[Collected data entries]
>>>>
//! User configuration and timeouts.
//!
//! The configuration file is optional JSON:
//!
//! ```json
//! {
//!   "customPaths": { "conda": ["/data/miniforge3/bin/conda"] },
//!   "disabled": ["gem"],
//!   "timeout": 15000
//! }
//! ```
//!
//! A missing file, an unreadable file or a malformed document all yield the
//! defaults. Unknown manager ids are skipped with a warning.

use crate::{ManagerId, SearchEnv};
use serde::Deserialize;
use std::collections::{BTreeMap, BTreeSet, HashMap};
use std::path::{Path, PathBuf};
use std::str::FromStr;
use std::time::Duration;
use tracing::{debug, warn};

/// Environment variable that points at an explicit configuration file.
pub const CONFIG_PATH_ENV: &str = "PKGMGR_DISCOVERY_CONFIG";

const CONFIG_DIR_NAME: &str = "pkgmgr-discovery";
const CONFIG_FILE_NAME: &str = "config.json";

/// Default timeout for `--version` probes.
pub const DEFAULT_PROBE_TIMEOUT: Duration = Duration::from_secs(5);
/// Default timeout for listing commands.
pub const DEFAULT_LIST_TIMEOUT: Duration = Duration::from_secs(60);
/// Default timeout for uninstall commands.
pub const DEFAULT_UNINSTALL_TIMEOUT: Duration = Duration::from_secs(300);

/// A manager's whole discovery pass may take this many probe timeouts.
const PROBE_BUDGET_FACTOR: u32 = 4;

/// User configuration, loaded once per session.
///
/// ```rust
/// use pkgmgr_discovery::{ManagerId, UserConfig};
///
/// let config = UserConfig::from_json(r#"{"disabled": ["gem"], "timeout": 2000}"#).unwrap();
/// assert!(config.is_disabled(ManagerId::Gem));
/// assert_eq!(config.timeout_ms, Some(2000));
///
/// // Malformed input is an error here; `UserConfig::load` turns it into defaults.
/// assert!(UserConfig::from_json("{").is_err());
/// ```
#[derive(Debug, Clone, Default, PartialEq, Eq)]
pub struct UserConfig {
    /// Extra search locations per manager, highest priority first.
    pub custom_paths: BTreeMap<ManagerId, Vec<String>>,
    /// Managers excluded from discovery and listing.
    pub disabled: BTreeSet<ManagerId>,
    /// Command timeout override in milliseconds.
    pub timeout_ms: Option<u64>,
}

#[derive(Debug, Deserialize)]
#[serde(rename_all = "camelCase")]
struct RawConfig {
    #[serde(default)]
    custom_paths: HashMap<String, Vec<String>>,
    #[serde(default)]
    disabled: Vec<String>,
    #[serde(default)]
    timeout: Option<u64>,
}

impl UserConfig {
    /// Parse a configuration document.
    pub fn from_json(text: &str) -> Result<Self, serde_json::Error> {
        let raw: RawConfig = serde_json::from_str(text)?;

        let mut custom_paths = BTreeMap::new();
        for (key, paths) in raw.custom_paths {
            match ManagerId::from_str(&key) {
                Ok(id) => {
                    let paths: Vec<String> = paths
                        .into_iter()
                        .map(|p| p.trim().to_string())
                        .filter(|p| !p.is_empty())
                        .collect();
                    custom_paths.entry(id).or_insert_with(Vec::new).extend(paths);
                }
                Err(_) => warn!(manager = %key, "ignoring custom paths for unknown manager"),
            }
        }

        let mut disabled = BTreeSet::new();
        for key in raw.disabled {
            match ManagerId::from_str(&key) {
                Ok(id) => {
                    disabled.insert(id);
                }
                Err(_) => warn!(manager = %key, "ignoring unknown manager in disabled list"),
            }
        }

        Ok(Self {
            custom_paths,
            disabled,
            timeout_ms: raw.timeout.filter(|ms| *ms > 0),
        })
    }

    /// Load from `path`, falling back to defaults on any problem.
    ///
    /// # Arguments
    ///
    /// * `path` - Location of the JSON configuration file
    ///
    /// # Returns
    ///
    /// The parsed configuration, or `UserConfig::default()` if the file is
    /// missing, unreadable or malformed. Read and parse errors are logged.
    pub fn load(path: &Path) -> Self {
        let text = match std::fs::read_to_string(path) {
            Ok(text) => text,
            Err(e) if e.kind() == std::io::ErrorKind::NotFound => {
                debug!(path = %path.display(), "no configuration file, using defaults");
                return Self::default();
            }
            Err(e) => {
                warn!(path = %path.display(), error = %e, "cannot read configuration, using defaults");
                return Self::default();
            }
        };

        match Self::from_json(&text) {
            Ok(config) => config,
            Err(e) => {
                warn!(path = %path.display(), error = %e, "malformed configuration, using defaults");
                Self::default()
            }
        }
    }

    /// Load from the default location for `env`.
    pub fn load_default(env: &SearchEnv) -> Self {
        match Self::default_path(env) {
            Some(path) => Self::load(&path),
            None => Self::default(),
        }
    }

    /// Where the configuration file is looked up.
    ///
    /// `$PKGMGR_DISCOVERY_CONFIG`, then `$XDG_CONFIG_HOME/pkgmgr-discovery/config.json`,
    /// then `%APPDATA%\pkgmgr-discovery\config.json` on Windows, then
    /// `~/.config/pkgmgr-discovery/config.json`.
    pub fn default_path(env: &SearchEnv) -> Option<PathBuf> {
        if let Some(explicit) = env.var(CONFIG_PATH_ENV) {
            return Some(PathBuf::from(explicit));
        }
        if let Some(xdg) = env.var("XDG_CONFIG_HOME") {
            return Some(Path::new(xdg).join(CONFIG_DIR_NAME).join(CONFIG_FILE_NAME));
        }
        if cfg!(windows) {
            if let Some(appdata) = env.var("APPDATA") {
                return Some(Path::new(appdata).join(CONFIG_DIR_NAME).join(CONFIG_FILE_NAME));
            }
        }
        env.home()
            .map(|home| home.join(".config").join(CONFIG_DIR_NAME).join(CONFIG_FILE_NAME))
    }

    pub fn is_disabled(&self, manager: ManagerId) -> bool {
        self.disabled.contains(&manager)
    }

    pub fn custom_paths_for(&self, manager: ManagerId) -> &[String] {
        self.custom_paths
            .get(&manager)
            .map(Vec::as_slice)
            .unwrap_or_default()
    }

    /// Effective timeouts after applying the override.
    pub fn timeouts(&self) -> Timeouts {
        match self.timeout_ms {
            Some(ms) => Timeouts::uniform(Duration::from_millis(ms)),
            None => Timeouts::default(),
        }
    }
}

/// Per-command timeouts.
#[derive(Debug, Clone, Copy, PartialEq, Eq)]
pub struct Timeouts {
    pub probe: Duration,
    pub list: Duration,
    pub uninstall: Duration,
}

impl Timeouts {
    /// The same timeout for every command.
    pub fn uniform(timeout: Duration) -> Self {
        Self {
            probe: timeout,
            list: timeout,
            uninstall: timeout,
        }
    }

    /// Upper bound on one manager's whole discovery pass.
    pub fn probe_budget(&self) -> Duration {
        self.probe.saturating_mul(PROBE_BUDGET_FACTOR)
    }
}

impl Default for Timeouts {
    fn default() -> Self {
        Self {
            probe: DEFAULT_PROBE_TIMEOUT,
            list: DEFAULT_LIST_TIMEOUT,
            uninstall: DEFAULT_UNINSTALL_TIMEOUT,
        }
    }
}
//! # pkgmgr-discovery
//!
//! Discovery of locally installed package managers (Homebrew, Conda, pipx,
//! Poetry, pyenv and a few language-level managers) and of the packages they
//! installed.
//!
//! Managers are located through a tiered search that also finds executables
//! installed outside of `PATH`, a common situation for GUI-launched processes.
//! Each manager's output is parsed into uniform [`PackageRecord`]s.
//!
//! ## Features
//!
//! - [`ManagerId`] identifying supported managers
//! - [`PackageManagerStatus`] classifying each manager as available, off-PATH
//!   or not installed
//! - [`PackageDiscovery`] facade: discovery, aggregate and single-manager
//!   listing, and uninstalling
//! - [`UserConfig`] for custom install paths, disabled managers and timeouts
//! - Injectable [`CommandExecutor`] so every command can be scripted in tests
//!
//! ## Example
//!
//! ```rust,no_run
//! use pkgmgr_discovery::{ManagerState, PackageDiscovery};
//!
//! #[tokio::main(flavor = "current_thread")]
//! async fn main() {
//!     let discovery = PackageDiscovery::new();
//!
//!     for status in discovery.discover_available_managers().await {
//!         if status.status == ManagerState::PathMissing {
//!             println!("{}", status.message.unwrap_or_default());
//!         }
//!     }
//!
//!     let listing = discovery.list_all_packages(|_| {}).await;
//!     for package in &listing.packages {
//!         println!("{} {} ({})", package.name(), package.version(), package.manager());
//!     }
//! }
//! ```

mod config;
mod discovery;
mod error;
pub mod exec;
pub mod handlers;
mod manager_id;
mod package;
mod progress;
mod search;
mod status;

pub use config::{
    Timeouts, UserConfig, CONFIG_PATH_ENV, DEFAULT_LIST_TIMEOUT, DEFAULT_PROBE_TIMEOUT,
    DEFAULT_UNINSTALL_TIMEOUT,
};
pub use discovery::{PackageDiscovery, PackageListing};
pub use error::DiscoveryError;
pub use exec::{CommandExecutor, CommandOutcome, CommandOutput, SpawnFailure, TokioCommandExecutor};
pub use handlers::{HandlerContext, ManagerHandler};
pub use manager_id::ManagerId;
pub use package::{PackageLocation, PackageRecord};
pub use progress::ListProgress;
pub use search::{CachedPath, PathCache, PathSearcher, SearchEnv};
pub use status::{DiscoveryMethod, ManagerState, PackageManagerStatus, ProbeState, SearchResult};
<<<<
■ What the exercise asks:
Every line of the records in which the string "None" is found should be counted, and only the count returned.

■ Output for this task:
2